--- GIVEN DATA ---
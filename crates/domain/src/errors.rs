//! Error types used throughout the application

use serde::{Deserialize, Serialize};
use thiserror::Error;

/// Main error type for ClinicDesk
///
/// Every variant carries the human-readable message that callers surface
/// as-is; see [`ClinicError::message`].
#[derive(Error, Debug, Clone, PartialEq, Eq, Serialize, Deserialize)]
#[serde(tag = "type", content = "message")]
pub enum ClinicError {
    /// Malformed or missing input. Safe to retry after correction.
    #[error("Validation error: {0}")]
    Validation(String),

    #[error("Not found: {0}")]
    NotFound(String),

    /// Uniqueness or scheduling collision.
    #[error("Conflict: {0}")]
    Conflict(String),

    #[error("Unauthorized: {0}")]
    Unauthorized(String),

    /// Opaque storage failure, passed through without interpretation.
    #[error("Database error: {0}")]
    Database(String),

    #[error("Configuration error: {0}")]
    Config(String),

    #[error("Internal error: {0}")]
    Internal(String),
}

impl ClinicError {
    pub fn validation(message: impl Into<String>) -> Self {
        Self::Validation(message.into())
    }

    pub fn not_found(message: impl Into<String>) -> Self {
        Self::NotFound(message.into())
    }

    pub fn conflict(message: impl Into<String>) -> Self {
        Self::Conflict(message.into())
    }

    pub fn unauthorized(message: impl Into<String>) -> Self {
        Self::Unauthorized(message.into())
    }

    /// The bare message without the kind prefix added by `Display`.
    pub fn message(&self) -> &str {
        match self {
            Self::Validation(msg)
            | Self::NotFound(msg)
            | Self::Conflict(msg)
            | Self::Unauthorized(msg)
            | Self::Database(msg)
            | Self::Config(msg)
            | Self::Internal(msg) => msg,
        }
    }

    /// Stable label suitable for logging.
    pub const fn label(&self) -> &'static str {
        match self {
            Self::Validation(_) => "validation",
            Self::NotFound(_) => "not_found",
            Self::Conflict(_) => "conflict",
            Self::Unauthorized(_) => "unauthorized",
            Self::Database(_) => "database",
            Self::Config(_) => "config",
            Self::Internal(_) => "internal",
        }
    }

    pub const fn is_not_found(&self) -> bool {
        matches!(self, Self::NotFound(_))
    }
}

/// Result type alias for ClinicDesk operations
pub type Result<T> = std::result::Result<T, ClinicError>;
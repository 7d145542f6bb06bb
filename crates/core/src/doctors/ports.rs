//! Port interfaces for doctor storage and credential handling

use async_trait::async_trait;
use clinicdesk_domain::{Doctor, Result};

/// Trait for doctor persistence and retrieval
///
/// Login uniqueness is a storage constraint; a violation surfaces as a
/// storage error, not as a use-case conflict.
#[async_trait]
pub trait DoctorStore: Send + Sync {
    async fn get(&self, id: i64) -> Result<Doctor>;
    async fn get_all(&self) -> Result<Vec<Doctor>>;
    async fn create(&self, doctor: Doctor) -> Result<Doctor>;
    async fn update(&self, doctor: Doctor) -> Result<Doctor>;
    async fn delete(&self, id: i64) -> Result<()>;

    /// `Ok(None)` when no doctor has this login; `Err` only for storage trouble
    async fn get_by_login(&self, login: &str) -> Result<Option<Doctor>>;
}

/// Trait for turning secrets into stored credentials and checking them
///
/// Implementations must compare in constant time and keep CPU-heavy work off
/// the async executor.
#[async_trait]
pub trait CredentialHasher: Send + Sync {
    /// Produce a self-describing credential string for `password`
    async fn hash(&self, password: &str) -> Result<String>;

    /// Check `password` against a credential produced by [`Self::hash`]
    async fn verify(&self, password: &str, credential: &str) -> Result<bool>;
}
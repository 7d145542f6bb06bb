//! ClinicDesk - clinic management backend
//!
//! Main entry point for the HTTP server.

use std::sync::Arc;

use anyhow::Context;
use clinicdesk_api::utils::logging::init_tracing;
use clinicdesk_api::{build_router, AppContext};
use clinicdesk_domain::Config;
use clinicdesk_infra::config;
use tracing::{info, warn};

#[tokio::main]
async fn main() -> anyhow::Result<()> {
    // Load environment variables from .env file before reading config
    let dotenv = dotenvy::dotenv();

    let (config, load_error) = match config::load() {
        Ok(config) => (config, None),
        Err(e) => (Config::default(), Some(e)),
    };
    init_tracing(&config.logging);

    if let Some(e) = load_error {
        warn!(error = %e, "no configuration found, using defaults");
    }

    match dotenv {
        Ok(path) => info!(path = %path.display(), "loaded .env"),
        Err(e) => info!(error = %e, "no .env file loaded"),
    }

    let address = config.server.bind_address();
    let ctx =
        Arc::new(AppContext::new(config).await.context("failed to build application context")?);

    let listener = tokio::net::TcpListener::bind(&address)
        .await
        .with_context(|| format!("failed to bind {address}"))?;
    info!(%address, backend = %ctx.config.database.backend, "ClinicDesk listening");

    axum::serve(listener, build_router(ctx))
        .with_graceful_shutdown(shutdown_signal())
        .await
        .context("server error")?;

    info!("ClinicDesk stopped");
    Ok(())
}

async fn shutdown_signal() {
    if let Err(e) = tokio::signal::ctrl_c().await {
        warn!(error = %e, "failed to listen for shutdown signal");
    }
}
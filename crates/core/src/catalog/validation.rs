//! Catalog field rules

use clinicdesk_domain::constants::{
    SERVICE_CATEGORY_MAX_LEN, SERVICE_MAX_DURATION_MINUTES, SERVICE_NAME_MAX_LEN,
    SERVICE_TEXT_MAX_LEN,
};
use clinicdesk_domain::{Result, Service};

use crate::utils::validation::{char_len, ensure, is_blank, too_long};

/// Validate a catalog entry without touching storage.
pub fn validate_service(service: &Service) -> Result<()> {
    ensure(!is_blank(&service.name), "service name is required")?;
    ensure(char_len(&service.name) <= SERVICE_NAME_MAX_LEN, "service name is too long")?;

    ensure(!is_blank(&service.category), "service category is required")?;
    ensure(
        char_len(&service.category) <= SERVICE_CATEGORY_MAX_LEN,
        "service category is too long",
    )?;

    // NaN fails the comparison and is rejected along with negatives
    ensure(service.price >= 0.0, "service price cannot be negative")?;

    ensure(service.duration_minutes >= 0, "service duration cannot be negative")?;
    ensure(
        service.duration_minutes <= SERVICE_MAX_DURATION_MINUTES,
        "service duration is too long",
    )?;

    ensure(
        !too_long(service.description.as_deref(), SERVICE_TEXT_MAX_LEN),
        "service description is too long",
    )?;
    ensure(
        !too_long(service.notes.as_deref(), SERVICE_TEXT_MAX_LEN),
        "service notes are too long",
    )?;

    Ok(())
}
//! Appointment field rules
//!
//! Kept apart from conflict detection so it can run without storage.

use chrono::NaiveTime;
use clinicdesk_domain::constants::APPOINTMENT_TIME_FORMAT;
use clinicdesk_domain::{Appointment, Result};

use crate::utils::validation::{ensure, is_blank};

pub fn validate_appointment(appointment: &Appointment) -> Result<()> {
    ensure(appointment.patient_id > 0, "patient ID is required")?;
    ensure(appointment.date.is_some(), "date is required")?;
    ensure(!is_blank(&appointment.service), "service is required")?;
    ensure(
        appointment.time.is_empty() || is_slot_time(&appointment.time),
        "time must be in HH:MM format",
    )?;
    Ok(())
}

/// Zero-padded 24h `HH:MM`; slots compare as strings so "9:00" is refused.
fn is_slot_time(time: &str) -> bool {
    time.len() == 5 && NaiveTime::parse_from_str(time, APPOINTMENT_TIME_FORMAT).is_ok()
}
//! Credential handling

pub mod password;

pub use password::Argon2CredentialHasher;
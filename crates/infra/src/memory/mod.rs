//! In-memory stores
//!
//! Process-local implementations of the core store ports. Each store keeps
//! its rows behind a `parking_lot::RwLock` and assigns sequential IDs; all
//! uniqueness rules are checked and applied under the same write lock.

pub mod appointments;
pub mod doctors;
pub mod patients;
pub mod services;

pub use appointments::InMemoryAppointmentStore;
pub use doctors::InMemoryDoctorStore;
pub use patients::InMemoryPatientStore;
pub use services::InMemoryServiceStore;

/// Rows in insertion order plus the next ID to hand out.
#[derive(Debug)]
pub(crate) struct Table<T> {
    pub rows: Vec<T>,
    next_id: i64,
}

impl<T> Default for Table<T> {
    fn default() -> Self {
        Self { rows: Vec::new(), next_id: 1 }
    }
}

impl<T> Table<T> {
    pub fn allocate_id(&mut self) -> i64 {
        let id = self.next_id;
        self.next_id += 1;
        id
    }
}

pub(crate) fn contains_ignore_case(value: &str, needle_lower: &str) -> bool {
    value.to_lowercase().contains(needle_lower)
}
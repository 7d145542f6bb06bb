//! HTTP error mapping
//!
//! Every handler returns `Result<_, ApiError>`; the body is always
//! `{"error": "<message>"}`.

use axum::http::StatusCode;
use axum::response::{IntoResponse, Response};
use axum::Json;
use clinicdesk_domain::ClinicError;
use serde::Serialize;
use tracing::error;

const INTERNAL_MESSAGE: &str = "internal server error";

/// Error response body
#[derive(Debug, Serialize)]
pub struct ErrorBody {
    pub error: String,
}

/// A domain error on its way out of a handler
#[derive(Debug)]
pub struct ApiError(pub ClinicError);

impl ApiError {
    /// Malformed request data caught before reaching a service.
    pub fn bad_request(message: impl Into<String>) -> Self {
        Self(ClinicError::validation(message))
    }

    pub const fn status(&self) -> StatusCode {
        match self.0 {
            ClinicError::Validation(_) => StatusCode::BAD_REQUEST,
            ClinicError::NotFound(_) => StatusCode::NOT_FOUND,
            ClinicError::Conflict(_) => StatusCode::CONFLICT,
            ClinicError::Unauthorized(_) => StatusCode::UNAUTHORIZED,
            ClinicError::Database(_) | ClinicError::Config(_) | ClinicError::Internal(_) => {
                StatusCode::INTERNAL_SERVER_ERROR
            }
        }
    }
}

impl From<ClinicError> for ApiError {
    fn from(err: ClinicError) -> Self {
        Self(err)
    }
}

impl IntoResponse for ApiError {
    fn into_response(self) -> Response {
        let status = self.status();
        let message = if status == StatusCode::INTERNAL_SERVER_ERROR {
            error!(kind = self.0.label(), error = %self.0, "request failed");
            INTERNAL_MESSAGE.to_string()
        } else {
            self.0.message().to_string()
        };

        (status, Json(ErrorBody { error: message })).into_response()
    }
}
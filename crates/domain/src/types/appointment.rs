//! Appointments and their lifecycle

use chrono::{DateTime, NaiveDate, Utc};
use serde::{Deserialize, Deserializer, Serialize};

use crate::constants::DAY_KEY_FORMAT;
use crate::errors::{ClinicError, Result};
use crate::impl_domain_status_conversions;

/// Appointment lifecycle state
///
/// `Scheduled` is the only initial state; `Completed` and `Cancelled` are
/// terminal.
#[derive(Debug, Clone, Copy, Default, PartialEq, Eq, Hash, Serialize, Deserialize)]
#[serde(rename_all = "lowercase")]
pub enum AppointmentStatus {
    #[default]
    Scheduled,
    Completed,
    Cancelled,
}

impl_domain_status_conversions!(AppointmentStatus {
    Scheduled => "scheduled",
    Completed => "completed",
    Cancelled => "cancelled",
});

impl AppointmentStatus {
    pub const fn is_terminal(self) -> bool {
        matches!(self, Self::Completed | Self::Cancelled)
    }

    /// Validate a forward move to `target`.
    ///
    /// Only `scheduled → completed` and `scheduled → cancelled` exist.
    pub fn transition_to(self, target: Self) -> Result<Self> {
        match (self, target) {
            (Self::Scheduled, Self::Completed | Self::Cancelled) => Ok(target),
            (from, to) => {
                Err(ClinicError::conflict(format!("cannot move appointment from {from} to {to}")))
            }
        }
    }
}

/// A booked visit
///
/// Slot identity is the pair (`date`, `time`); duration plays no part in
/// conflict detection.
#[derive(Debug, Clone, Default, PartialEq, Serialize, Deserialize)]
#[serde(default)]
pub struct Appointment {
    pub id: i64,
    pub patient_id: i64,
    /// Cached from the patient record when the appointment is written.
    pub patient_name: String,
    /// Required; `None` only for unvalidated input. Accepts `YYYY-MM-DD` or
    /// an RFC 3339 timestamp, whose calendar date is kept.
    #[serde(deserialize_with = "deserialize_day")]
    pub date: Option<NaiveDate>,
    /// Time of day, `HH:MM`.
    pub time: String,
    /// Service name.
    pub service: String,
    /// Doctor name.
    pub doctor: Option<String>,
    pub status: AppointmentStatus,
    pub price: f64,
    pub duration_minutes: i32,
    pub notes: Option<String>,
    pub created_at: Option<DateTime<Utc>>,
    pub updated_at: Option<DateTime<Utc>>,
}

impl Appointment {
    pub fn new(
        patient_id: i64,
        date: NaiveDate,
        time: impl Into<String>,
        service: impl Into<String>,
    ) -> Self {
        Self {
            patient_id,
            date: Some(date),
            time: time.into(),
            service: service.into(),
            ..Self::default()
        }
    }

    pub fn with_status(mut self, status: AppointmentStatus) -> Self {
        self.status = status;
        self
    }

    pub fn with_price(mut self, price: f64) -> Self {
        self.price = price;
        self
    }

    pub fn with_doctor(mut self, doctor: impl Into<String>) -> Self {
        self.doctor = Some(doctor.into());
        self
    }

    /// Whether this appointment occupies the given slot.
    pub fn occupies(&self, date: NaiveDate, time: &str) -> bool {
        self.date == Some(date) && self.time == time
    }
}

fn deserialize_day<'de, D>(deserializer: D) -> std::result::Result<Option<NaiveDate>, D::Error>
where
    D: Deserializer<'de>,
{
    let Some(raw) = Option::<String>::deserialize(deserializer)? else {
        return Ok(None);
    };
    let raw = raw.trim();
    if raw.is_empty() {
        return Ok(None);
    }

    NaiveDate::parse_from_str(raw, DAY_KEY_FORMAT)
        .or_else(|_| DateTime::parse_from_rfc3339(raw).map(|stamp| stamp.date_naive()))
        .map(Some)
        .map_err(|_| serde::de::Error::custom(format!("invalid date: {raw}")))
}
//! Shared test helpers for `clinicdesk-core` integration tests.
//!
//! Lightweight in-memory stores with call counters and injectable failures so
//! the service tests can focus on behaviour instead of boilerplate.

#![allow(dead_code)]

pub mod repositories;

use chrono::NaiveDate;

pub fn date(y: i32, m: u32, d: u32) -> NaiveDate {
    NaiveDate::from_ymd_opt(y, m, d).expect("valid test date")
}
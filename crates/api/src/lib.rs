//! # ClinicDesk API
//!
//! HTTP application layer - routes, wiring and the binary entry point.
//!
//! This crate contains:
//! - axum routes (JSON in, JSON out)
//! - Application context (dependency injection, backend selection)
//! - Error mapping and request logging
//!
//! ## Architecture
//! - Depends on `domain`, `core`, and `infra`
//! - Wires up the hexagonal architecture
//! - Handlers stay thin; every rule lives in `clinicdesk-core`

pub mod context;
pub mod error;
pub mod routes;
pub mod utils;

// Re-export for convenience
pub use context::AppContext;
pub use error::ApiError;
pub use routes::build_router;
---
▸ **YOUR OBJECTIVE**:
Look through the records for the word "description". Every line that has it should be copied.

▸ **RESPONSE TO THE TASK**:
        !too_long(service.description.as_deref(), SERVICE_TEXT_MAX_LEN),
        "service description is too long",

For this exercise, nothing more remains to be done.